- [What you should do]
Copy out the records again. Change nothing.

- [Dataset content]

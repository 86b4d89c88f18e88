//! Device client backed by a device-control service
//!
//! Every operation is one JSON request against
//! `<controller>/devices/<hostname>/...`. Transport failures and server
//! errors are connectivity errors; a 4xx rejection becomes the failing
//! operation's own error class.

use std::sync::Arc;
use std::time::Duration;

use async_trait::async_trait;
use secrecy::{ExposeSecret, SecretString};
use serde::{Deserialize, Serialize};
use tracing::info;

use crate::device::poll::poll_until_ready;
use crate::device::{ConnectionHandle, DeviceClient, DeviceClientFactory, ReadinessResult};
use crate::errors::UpgradeError;
use crate::http::client::{ApiError, HttpClient};
use crate::models::artifact::ArtifactRef;
use crate::models::device::Device;
use crate::models::snapshot::NetworkState;
use crate::storage::layout::StorageLayout;
use crate::utils::file_timestamp;

#[derive(Serialize)]
struct SessionRequest<'a> {
    address: &'a str,
    username: &'a str,
    password: &'a str,
    #[serde(skip_serializing_if = "Option::is_none")]
    via: Option<&'a str>,
}

#[derive(Deserialize)]
struct SessionResponse {
    session_id: String,
    token: String,
}

#[derive(Deserialize)]
struct VersionResponse {
    version: String,
}

#[derive(Deserialize)]
struct ConfigExport {
    config: String,
}

#[derive(Deserialize)]
struct StatusResponse {
    ready: bool,
}

#[derive(Deserialize)]
struct Ack {}

#[derive(Serialize)]
struct Empty {}

/// Map an API failure onto the error class of the operation
fn op_error(err: ApiError, wrap: fn(String) -> UpgradeError) -> UpgradeError {
    if err.is_rejection() {
        wrap(err.message())
    } else {
        err.into()
    }
}

/// A device reached through the device-control service
pub struct RemoteDeviceClient {
    http: Arc<HttpClient>,
    device: Device,
    layout: StorageLayout,
    poll_interval: Duration,
}

impl RemoteDeviceClient {
    pub fn new(
        http: Arc<HttpClient>,
        device: Device,
        layout: StorageLayout,
        poll_interval: Duration,
    ) -> Self {
        Self {
            http,
            device,
            layout,
            poll_interval,
        }
    }

    fn path<'a>(&'a self, rest: &[&'a str]) -> Vec<&'a str> {
        let mut segments = vec!["devices", self.device.hostname.as_str()];
        segments.extend_from_slice(rest);
        segments
    }

    fn token(handle: &ConnectionHandle) -> Option<&str> {
        handle.token.as_deref().map(|t| t.expose_secret())
    }
}

#[async_trait]
impl DeviceClient for RemoteDeviceClient {
    async fn connect(&self) -> Result<ConnectionHandle, UpgradeError> {
        let request = SessionRequest {
            address: &self.device.address,
            username: &self.device.credentials.username,
            password: self.device.credentials.password.expose_secret(),
            via: self.device.via.as_deref(),
        };
        let session: SessionResponse = self
            .http
            .post(&self.path(&["session"]), None, &request)
            .await
            .map_err(|e| op_error(e, UpgradeError::ConnectivityError))?;

        info!("{}: Session established", self.device.hostname);
        let mut handle = ConnectionHandle::new(&self.device.hostname, session.session_id);
        handle.token = Some(Arc::new(SecretString::from(session.token)));
        Ok(handle)
    }

    async fn get_version(&self, handle: &ConnectionHandle) -> Result<String, UpgradeError> {
        let response: VersionResponse = self
            .http
            .get(&self.path(&["version"]), Self::token(handle))
            .await?;
        Ok(response.version)
    }

    async fn backup_config(&self, handle: &ConnectionHandle) -> Result<ArtifactRef, UpgradeError> {
        let export: ConfigExport = self
            .http
            .post(&self.path(&["config", "export"]), Self::token(handle), &Empty {})
            .await
            .map_err(|e| op_error(e, UpgradeError::BackupError))?;

        self.layout
            .backups_dir(&self.device.hostname)
            .create_unique_file(
                &file_timestamp(chrono::Utc::now()),
                "xml",
                export.config.as_bytes(),
            )
            .await
            .map_err(|e| UpgradeError::BackupError(e.to_string()))
    }

    async fn readiness_check(
        &self,
        handle: &ConnectionHandle,
    ) -> Result<ReadinessResult, UpgradeError> {
        Ok(self
            .http
            .get(&self.path(&["readiness"]), Self::token(handle))
            .await?)
    }

    async fn download_image(
        &self,
        handle: &ConnectionHandle,
        version: &str,
    ) -> Result<(), UpgradeError> {
        let _: Ack = self
            .http
            .post(
                &self.path(&["software", version, "download"]),
                Self::token(handle),
                &Empty {},
            )
            .await
            .map_err(|e| op_error(e, UpgradeError::DownloadError))?;
        Ok(())
    }

    async fn install_image(
        &self,
        handle: &ConnectionHandle,
        version: &str,
    ) -> Result<(), UpgradeError> {
        let _: Ack = self
            .http
            .post(
                &self.path(&["software", version, "install"]),
                Self::token(handle),
                &Empty {},
            )
            .await
            .map_err(|e| op_error(e, UpgradeError::InstallError))?;
        Ok(())
    }

    async fn reboot(&self, handle: &ConnectionHandle) -> Result<(), UpgradeError> {
        let _: Ack = self
            .http
            .post(&self.path(&["reboot"]), Self::token(handle), &Empty {})
            .await?;
        Ok(())
    }

    async fn wait_for_ready(
        &self,
        handle: &ConnectionHandle,
        timeout: Duration,
    ) -> Result<(), UpgradeError> {
        let path = self.path(&["status"]);
        let path = path.as_slice();
        let token = Self::token(handle);
        let http = self.http.as_ref();
        poll_until_ready(
            || async move {
                let status: StatusResponse = http.get(path, token).await?;
                Ok::<_, UpgradeError>(status.ready)
            },
            timeout,
            self.poll_interval,
        )
        .await
    }

    async fn collect_network_state(
        &self,
        handle: &ConnectionHandle,
    ) -> Result<NetworkState, UpgradeError> {
        self.http
            .get(&self.path(&["network-state"]), Self::token(handle))
            .await
            .map_err(|e| op_error(e, UpgradeError::SnapshotError))
    }
}

/// Builds a [`RemoteDeviceClient`] per device, sharing one HTTP client
pub struct RemoteFactory {
    pub http: Arc<HttpClient>,
    pub layout: StorageLayout,
    pub poll_interval: Duration,
}

impl DeviceClientFactory for RemoteFactory {
    fn client_for(&self, device: &Device) -> Result<Box<dyn DeviceClient>, UpgradeError> {
        Ok(Box::new(RemoteDeviceClient::new(
            self.http.clone(),
            device.clone(),
            self.layout.clone(),
            self.poll_interval,
        )))
    }
}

- [Answer section]
repository 86b4d89c88f18e88
//! Device client backed by a device-control service
//!
//! Every operation is one JSON request against
//! `<controller>/devices/<hostname>/...`. Transport failures and server
//! errors are connectivity errors; a 4xx rejection becomes the failing
//! operation's own error class.

use std::sync::Arc;
use std::time::Duration;

use async_trait::async_trait;
use secrecy::{ExposeSecret, SecretString};
use serde::{Deserialize, Serialize};
use tracing::info;

use crate::device::poll::poll_until_ready;
use crate::device::{ConnectionHandle, DeviceClient, DeviceClientFactory, ReadinessResult};
use crate::errors::UpgradeError;
use crate::http::client::{ApiError, HttpClient};
use crate::models::artifact::ArtifactRef;
use crate::models::device::Device;
use crate::models::snapshot::NetworkState;
use crate::storage::layout::StorageLayout;
use crate::utils::file_timestamp;

#[derive(Serialize)]
struct SessionRequest<'a> {
    address: &'a str,
    username: &'a str,
    password: &'a str,
    #[serde(skip_serializing_if = "Option::is_none")]
    via: Option<&'a str>,
}

#[derive(Deserialize)]
struct SessionResponse {
    session_id: String,
    token: String,
}

#[derive(Deserialize)]
struct VersionResponse {
    version: String,
}

#[derive(Deserialize)]
struct ConfigExport {
    config: String,
}

#[derive(Deserialize)]
struct StatusResponse {
    ready: bool,
}

#[derive(Deserialize)]
struct Ack {}

#[derive(Serialize)]
struct Empty {}

/// Map an API failure onto the error class of the operation
fn op_error(err: ApiError, wrap: fn(String) -> UpgradeError) -> UpgradeError {
    if err.is_rejection() {
        wrap(err.message())
    } else {
        err.into()
    }
}

/// A device reached through the device-control service
pub struct RemoteDeviceClient {
    http: Arc<HttpClient>,
    device: Device,
    layout: StorageLayout,
    poll_interval: Duration,
}

impl RemoteDeviceClient {
    pub fn new(
        http: Arc<HttpClient>,
        device: Device,
        layout: StorageLayout,
        poll_interval: Duration,
    ) -> Self {
        Self {
            http,
            device,
            layout,
            poll_interval,
        }
    }

    fn path<'a>(&'a self, rest: &[&'a str]) -> Vec<&'a str> {
        let mut segments = vec!["devices", self.device.hostname.as_str()];
        segments.extend_from_slice(rest);
        segments
    }

    fn token(handle: &ConnectionHandle) -> Option<&str> {
        handle.token.as_deref().map(|t| t.expose_secret())
    }
}

#[async_trait]
impl DeviceClient for RemoteDeviceClient {
    async fn connect(&self) -> Result<ConnectionHandle, UpgradeError> {
        let request = SessionRequest {
            address: &self.device.address,
            username: &self.device.credentials.username,
            password: self.device.credentials.password.expose_secret(),
            via: self.device.via.as_deref(),
        };
        let session: SessionResponse = self
            .http
            .post(&self.path(&["session"]), None, &request)
            .await
            .map_err(|e| op_error(e, UpgradeError::ConnectivityError))?;

        info!("{}: Session established", self.device.hostname);
        let mut handle = ConnectionHandle::new(&self.device.hostname, session.session_id);
        handle.token = Some(Arc::new(SecretString::from(session.token)));
        Ok(handle)
    }

    async fn get_version(&self, handle: &ConnectionHandle) -> Result<String, UpgradeError> {
        let response: VersionResponse = self
            .http
            .get(&self.path(&["version"]), Self::token(handle))
            .await?;
        Ok(response.version)
    }

    async fn backup_config(&self, handle: &ConnectionHandle) -> Result<ArtifactRef, UpgradeError> {
        let export: ConfigExport = self
            .http
            .post(&self.path(&["config", "export"]), Self::token(handle), &Empty {})
            .await
            .map_err(|e| op_error(e, UpgradeError::BackupError))?;

        self.layout
            .backups_dir(&self.device.hostname)
            .create_unique_file(
                &file_timestamp(chrono::Utc::now()),
                "xml",
                export.config.as_bytes(),
            )
            .await
            .map_err(|e| UpgradeError::BackupError(e.to_string()))
    }

    async fn readiness_check(
        &self,
        handle: &ConnectionHandle,
    ) -> Result<ReadinessResult, UpgradeError> {
        Ok(self
            .http
            .get(&self.path(&["readiness"]), Self::token(handle))
            .await?)
    }

    async fn download_image(
        &self,
        handle: &ConnectionHandle,
        version: &str,
    ) -> Result<(), UpgradeError> {
        let _: Ack = self
            .http
            .post(
                &self.path(&["software", version, "download"]),
                Self::token(handle),
                &Empty {},
            )
            .await
            .map_err(|e| op_error(e, UpgradeError::DownloadError))?;
        Ok(())
    }

    async fn install_image(
        &self,
        handle: &ConnectionHandle,
        version: &str,
    ) -> Result<(), UpgradeError> {
        let _: Ack = self
            .http
            .post(
                &self.path(&["software", version, "install"]),
                Self::token(handle),
                &Empty {},
            )
            .await
            .map_err(|e| op_error(e, UpgradeError::InstallError))?;
        Ok(())
    }

    async fn reboot(&self, handle: &ConnectionHandle) -> Result<(), UpgradeError> {
        let _: Ack = self
            .http
            .post(&self.path(&["reboot"]), Self::token(handle), &Empty {})
            .await?;
        Ok(())
    }

    async fn wait_for_ready(
        &self,
        handle: &ConnectionHandle,
        timeout: Duration,
    ) -> Result<(), UpgradeError> {
        let path = self.path(&["status"]);
        let path = path.as_slice();
        let token = Self::token(handle);
        let http = self.http.as_ref();
        poll_until_ready(
            || async move {
                let status: StatusResponse = http.get(path, token).await?;
                Ok::<_, UpgradeError>(status.ready)
            },
            timeout,
            self.poll_interval,
        )
        .await
    }

    async fn collect_network_state(
        &self,
        handle: &ConnectionHandle,
    ) -> Result<NetworkState, UpgradeError> {
        self.http
            .get(&self.path(&["network-state"]), Self::token(handle))
            .await
            .map_err(|e| op_error(e, UpgradeError::SnapshotError))
    }
}

/// Builds a [`RemoteDeviceClient`] per device, sharing one HTTP client
pub struct RemoteFactory {
    pub http: Arc<HttpClient>,
    pub layout: StorageLayout,
    pub poll_interval: Duration,
}

impl DeviceClientFactory for RemoteFactory {
    fn client_for(&self, device: &Device) -> Result<Box<dyn DeviceClient>, UpgradeError> {
        Ok(Box::new(RemoteDeviceClient::new(
            self.http.clone(),
            device.clone(),
            self.layout.clone(),
            self.poll_interval,
        )))
    }
}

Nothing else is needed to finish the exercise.